My spouse doesn't work outside the home so we don't need life insurance for him or her.

Truth:

You probably depend on your spouse for many things you might have to pay someone else to do: child care, laundry, cooking, shopping, cleaning, home maintenance, transportation, errands. Adequate life insurance for a nonworking spouse can provide the income needed to protect your family's way of life.

Myth #7:

There's no need to buy life insurance for my children.

Truth:

Children who die prematurely will still leave behind final expenses such as medical bills and funeral costs. In addition, buying and keeping coverage for children while young protects their insurability if they should develop a health condition later in life that could make it expensive or impossible to get coverage.

Myth #8:

I'm healthy -- I can worry about life insurance when I get older.

Truth:

It's usually more cost-effective to buy life insurance when you're younger. The cost of buying insurance tends to increase as you age.
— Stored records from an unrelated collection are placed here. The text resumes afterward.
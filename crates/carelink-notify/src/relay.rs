//! [`RelayMailer`] — sends mail by POSTing JSON to an HTTP email relay.

use std::time::Duration;

use serde::Deserialize;

use carelink_core::notify::{DispatchError, Mailer, Message};

/// Connection settings for the email relay.
#[derive(Debug, Clone, Deserialize)]
pub struct RelayConfig {
  /// Full endpoint URL, e.g. `https://relay.example.org/v1/send`.
  pub url:     String,
  /// Bearer token presented on every request.
  pub api_key: String,
}

/// A [`Mailer`] backed by an HTTP relay.
///
/// Cheap to clone — the inner [`reqwest::Client`] is `Arc`-based. One
/// request per message; no retry here, the caller owns retry policy.
#[derive(Clone)]
pub struct RelayMailer {
  client: reqwest::Client,
  config: RelayConfig,
}

impl RelayMailer {
  pub fn new(config: RelayConfig) -> Result<Self, DispatchError> {
    let client = reqwest::Client::builder()
      .timeout(Duration::from_secs(30))
      .build()
      .map_err(|e| DispatchError::Transport(e.to_string()))?;
    Ok(Self { client, config })
  }
}

impl Mailer for RelayMailer {
  async fn send(&self, message: &Message) -> Result<(), DispatchError> {
    let resp = self
      .client
      .post(&self.config.url)
      .bearer_auth(&self.config.api_key)
      .json(message)
      .send()
      .await
      .map_err(|e| DispatchError::Transport(e.to_string()))?;

    if !resp.status().is_success() {
      return Err(DispatchError::Relay { status: resp.status().as_u16() });
    }

    Ok(())
  }
}

// ─── AnyMailer ───────────────────────────────────────────────────────────────

/// A mailer that may be switched off.
///
/// Binaries build this from their configuration: a relay section yields
/// [`AnyMailer::Relay`], its absence yields [`AnyMailer::Disabled`], where
/// every send fails with [`DispatchError::NotConfigured`] and the workflow
/// records the outcome instead of mailing.
#[derive(Clone)]
pub enum AnyMailer {
  Relay(RelayMailer),
  Disabled,
}

impl AnyMailer {
  pub fn from_config(config: Option<RelayConfig>) -> Result<Self, DispatchError> {
    match config {
      Some(config) => Ok(Self::Relay(RelayMailer::new(config)?)),
      None => Ok(Self::Disabled),
    }
  }
}

impl Mailer for AnyMailer {
  async fn send(&self, message: &Message) -> Result<(), DispatchError> {
    match self {
      Self::Relay(mailer) => mailer.send(message).await,
      Self::Disabled => Err(DispatchError::NotConfigured),
    }
  }
}
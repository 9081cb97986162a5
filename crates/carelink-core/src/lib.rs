//! Core types and trait definitions for the CareLink identity platform.
//!
//! This crate is deliberately free of HTTP and database dependencies.
//! All other crates depend on it; it depends on nothing proprietary.

pub mod error;
pub mod facility;
pub mod identity;
pub mod material;
pub mod notify;
pub mod store;
pub mod user;

pub use error::{Error, Result};
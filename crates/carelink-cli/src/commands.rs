//! Command implementations for the `carelink` binary.
//!
//! Thin wrappers over `carelink-admin`: run the operation, print a
//! human-readable report, and turn partial failure into a non-zero exit.

use anyhow::{Result, bail};
use carelink_admin::{
  ApprovalWorkflow, LinkageAuditor, LinkageDefect, SeedAdmin, chw_id_backfill,
  ensure_admin,
};
use carelink_core::{notify::DispatchOutcome, user::Role};
use carelink_notify::{AnyMailer, MailSettings};
use carelink_store_sqlite::SqliteStore;

// ─── Provisioning and seeds ───────────────────────────────────────────────────

pub async fn create_admin(
  store: &SqliteStore,
  email: Option<String>,
  password: Option<String>,
) -> Result<()> {
  let mut seed = SeedAdmin::default();
  if let Some(email) = email {
    seed.email = email;
  }
  if let Some(password) = password {
    seed.password = password;
  }

  let provisioned = ensure_admin(store, store, &seed).await?;
  if let Some(previous) = &provisioned.previous_uid {
    println!("replaced identity {previous}");
  }
  println!(
    "admin ready: {} ({})",
    provisioned.user.id, provisioned.user.profile.email
  );
  Ok(())
}

pub async fn seed_facilities(store: &SqliteStore) -> Result<()> {
  let report = carelink_admin::seed_facilities(store, store).await?;
  println!(
    "facilities: {} created, {} skipped",
    report.created, report.skipped
  );
  Ok(())
}

pub async fn seed_training(store: &SqliteStore) -> Result<()> {
  let report = carelink_admin::seed_training_materials(store).await?;
  println!(
    "training materials: {} created, {} skipped",
    report.created, report.skipped
  );
  Ok(())
}

pub async fn seed_all(store: &SqliteStore) -> Result<()> {
  create_admin(store, None, None).await?;
  seed_facilities(store).await?;
  seed_training(store).await?;
  Ok(())
}

// ─── Linkage audit ────────────────────────────────────────────────────────────

/// Audit (or repair) facility-admin linkage. Returns whether the store
/// ended up clean.
pub async fn audit_linkage(store: &SqliteStore, repair: bool) -> Result<bool> {
  let auditor = LinkageAuditor::new(store);
  let report = if repair {
    auditor.repair().await?
  } else {
    auditor.audit().await?
  };

  println!("facilities scanned: {}", report.facilities_scanned);
  println!("facility users scanned: {}", report.users_scanned);
  for defect in &report.defects {
    println!("defect: {}", describe(defect));
  }
  for link in &report.repaired {
    println!("repaired: facility {} -> user {}", link.facility_id, link.user_id);
  }
  for err in &report.errors {
    println!("error: {err}");
  }

  if report.is_clean() {
    println!("linkage clean");
  } else {
    println!(
      "{} defect(s) remain",
      report.defects.len() + report.errors.len()
    );
  }
  Ok(report.is_clean())
}

fn describe(defect: &LinkageDefect) -> String {
  match defect {
    LinkageDefect::UnlinkedFacility { facility_id, facility_name } => {
      format!("facility {facility_id} ({facility_name}) has no admin link")
    }
    LinkageDefect::DanglingAdmin { facility_id, admin_user_id } => {
      format!("facility {facility_id} links missing user {admin_user_id}")
    }
    LinkageDefect::WrongRole { facility_id, admin_user_id, role } => {
      format!("facility {facility_id} links {admin_user_id} whose role is {role}")
    }
    LinkageDefect::OrphanUser { user_id, email } => {
      format!("facility user {user_id} ({email}) is linked from no facility")
    }
    LinkageDefect::DuplicateLink { user_id, facility_ids } => {
      format!(
        "user {user_id} is claimed by {} facilities: {}",
        facility_ids.len(),
        facility_ids.join(", ")
      )
    }
    LinkageDefect::Ambiguous { orphan_facilities, orphan_users } => {
      format!(
        "repair refused: {} unlinked facilities and {} orphaned users",
        orphan_facilities.len(),
        orphan_users.len()
      )
    }
  }
}

// ─── Migrations ───────────────────────────────────────────────────────────────

pub async fn migrate_chw_id(store: &SqliteStore) -> Result<()> {
  let report = chw_id_backfill().run(store).await?;
  println!(
    "health records scanned: {}, updated: {}",
    report.scanned, report.updated
  );
  for err in &report.errors {
    println!("error: {err}");
  }
  if !report.errors.is_empty() {
    bail!("{} document(s) failed to migrate", report.errors.len());
  }
  Ok(())
}

// ─── Review decisions ─────────────────────────────────────────────────────────

pub async fn approve(
  store: &SqliteStore,
  mailer: &AnyMailer,
  mail: MailSettings,
  user_id: &str,
  role: Option<String>,
) -> Result<()> {
  let role = role.map(|r| r.parse::<Role>()).transpose()?;
  let flow = ApprovalWorkflow::new(store, store, mailer, mail);
  let decision = flow.approve(user_id, role).await?;
  println!(
    "approved {} ({}) as {}",
    decision.user.id, decision.user.profile.email, decision.user.profile.role
  );
  println!("notification: {}", outcome_line(&decision.notification));
  Ok(())
}

pub async fn reject(
  store: &SqliteStore,
  mailer: &AnyMailer,
  mail: MailSettings,
  user_id: &str,
  reason: &str,
) -> Result<()> {
  let flow = ApprovalWorkflow::new(store, store, mailer, mail);
  let decision = flow.reject(user_id, reason).await?;
  println!(
    "rejected {} ({}): {reason}",
    decision.user.id, decision.user.profile.email
  );
  println!("notification: {}", outcome_line(&decision.notification));
  Ok(())
}

pub async fn pending(
  store: &SqliteStore,
  mailer: &AnyMailer,
  mail: MailSettings,
) -> Result<()> {
  let flow = ApprovalWorkflow::new(store, store, mailer, mail);
  let users = flow.pending().await?;
  if users.is_empty() {
    println!("no pending registrations");
    return Ok(());
  }
  for user in users {
    let requested = user
      .profile
      .requested_role
      .map(|r| r.to_string())
      .unwrap_or_else(|| "-".to_string());
    println!(
      "{}  {}  requested role: {requested}  registered: {}",
      user.id,
      user.profile.email,
      user.created_at.to_rfc3339()
    );
  }
  Ok(())
}

fn outcome_line(outcome: &DispatchOutcome) -> String {
  match outcome {
    DispatchOutcome::Sent => "sent".to_string(),
    DispatchOutcome::Failed { reason } => format!("failed ({reason})"),
  }
}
And buying a policy when you're young and healthy means you'll already have the coverage if you develop a health condition later that could make you uninsurable.

"Nobody likes to think about their own death or a family member's," Francis says. "But we also hate to think about leaving our loved ones to deal with financial problems at an already difficult time. Taking time to review your life insurance needs and coverage is one of the smartest things you can do to protect yourself and your family."